> **SUPPLIED ENTRIES**
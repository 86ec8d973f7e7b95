//! Fire-and-forget background work.
//!
//! Tasks are tracked so shutdown can wait for them, but nothing submitted
//! here can fail the caller: errors and panics end up in the log.

use std::fmt::Display;
use std::future::Future;
use std::time::Duration;

use tokio_util::task::TaskTracker;

#[derive(Clone, Default)]
pub struct Background {
    tracker: TaskTracker,
}

impl Background {
    pub fn new() -> Self {
        Self::default()
    }

    /// Run `task` on its own tokio task. `name` identifies it in the log.
    pub fn spawn<F, E>(&self, name: &'static str, task: F)
    where
        F: Future<Output = Result<(), E>> + Send + 'static,
        E: Display + Send + 'static,
    {
        let inner = tokio::spawn(task);
        self.tracker.spawn(async move {
            match inner.await {
                Ok(Ok(())) => tracing::debug!(task = name, "background task finished"),
                Ok(Err(e)) => tracing::error!(task = name, error = %e, "background task failed"),
                Err(e) if e.is_panic() => {
                    tracing::error!(task = name, error = %e, "background task panicked")
                }
                Err(e) => tracing::warn!(task = name, error = %e, "background task cancelled"),
            }
        });
    }

    pub fn active(&self) -> usize {
        self.tracker.len()
    }

    /// Stop accepting work and wait up to `grace` for running tasks.
    /// Returns whether every task finished in time.
    pub async fn shutdown(&self, grace: Duration) -> bool {
        self.tracker.close();
        let pending = self.tracker.len();
        if pending > 0 {
            tracing::info!(pending, "waiting for background tasks");
        }
        tokio::time::timeout(grace, self.tracker.wait()).await.is_ok()
    }
}

#[cfg(test)]
mod tests {
    use std::sync::atomic::{AtomicUsize, Ordering};
    use std::sync::Arc;

    use super::*;

    #[tokio::test]
    async fn test_shutdown_waits_for_tasks() {
        let background = Background::new();
        let done = Arc::new(AtomicUsize::new(0));

        for _ in 0..3 {
            let done = done.clone();
            background.spawn("count", async move {
                tokio::time::sleep(Duration::from_millis(20)).await;
                done.fetch_add(1, Ordering::SeqCst);
                Ok::<_, String>(())
            });
        }

        assert!(background.shutdown(Duration::from_secs(5)).await);
        assert_eq!(done.load(Ordering::SeqCst), 3);
        assert_eq!(background.active(), 0);
    }

    fn background_should_panic() -> bool {
        true
    }

    #[tokio::test]
    async fn test_failures_do_not_escape() {
        let background = Background::new();
        background.spawn("fails", async { Err::<(), _>("smtp unreachable") });
        background.spawn("panics", async {
            if background_should_panic() {
                panic!("boom");
            }
            Ok::<(), String>(())
        });

        assert!(background.shutdown(Duration::from_secs(5)).await);
    }

    #[tokio::test]
    async fn test_shutdown_gives_up_after_grace() {
        let background = Background::new();
        background.spawn("slow", async {
            tokio::time::sleep(Duration::from_secs(60)).await;
            Ok::<_, String>(())
        });

        assert!(!background.shutdown(Duration::from_millis(20)).await);
    }
}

> **WHAT IS BEING ASKED**
Quote, word for word, every line from the top of the entries through the line that holds "finished in time.".

> **REPLY**
repository 86ec8d973f7e7b95
//! Fire-and-forget background work.
//!
//! Tasks are tracked so shutdown can wait for them, but nothing submitted
//! here can fail the caller: errors and panics end up in the log.

use std::fmt::Display;
use std::future::Future;
use std::time::Duration;

use tokio_util::task::TaskTracker;

#[derive(Clone, Default)]
pub struct Background {
    tracker: TaskTracker,
}

impl Background {
    pub fn new() -> Self {
        Self::default()
    }

    /// Run `task` on its own tokio task. `name` identifies it in the log.
    pub fn spawn<F, E>(&self, name: &'static str, task: F)
    where
        F: Future<Output = Result<(), E>> + Send + 'static,
        E: Display + Send + 'static,
    {
        let inner = tokio::spawn(task);
        self.tracker.spawn(async move {
            match inner.await {
                Ok(Ok(())) => tracing::debug!(task = name, "background task finished"),
                Ok(Err(e)) => tracing::error!(task = name, error = %e, "background task failed"),
                Err(e) if e.is_panic() => {
                    tracing::error!(task = name, error = %e, "background task panicked")
                }
                Err(e) => tracing::warn!(task = name, error = %e, "background task cancelled"),
            }
        });
    }

    pub fn active(&self) -> usize {
        self.tracker.len()
    }

    /// Stop accepting work and wait up to `grace` for running tasks.
    /// Returns whether every task finished in time.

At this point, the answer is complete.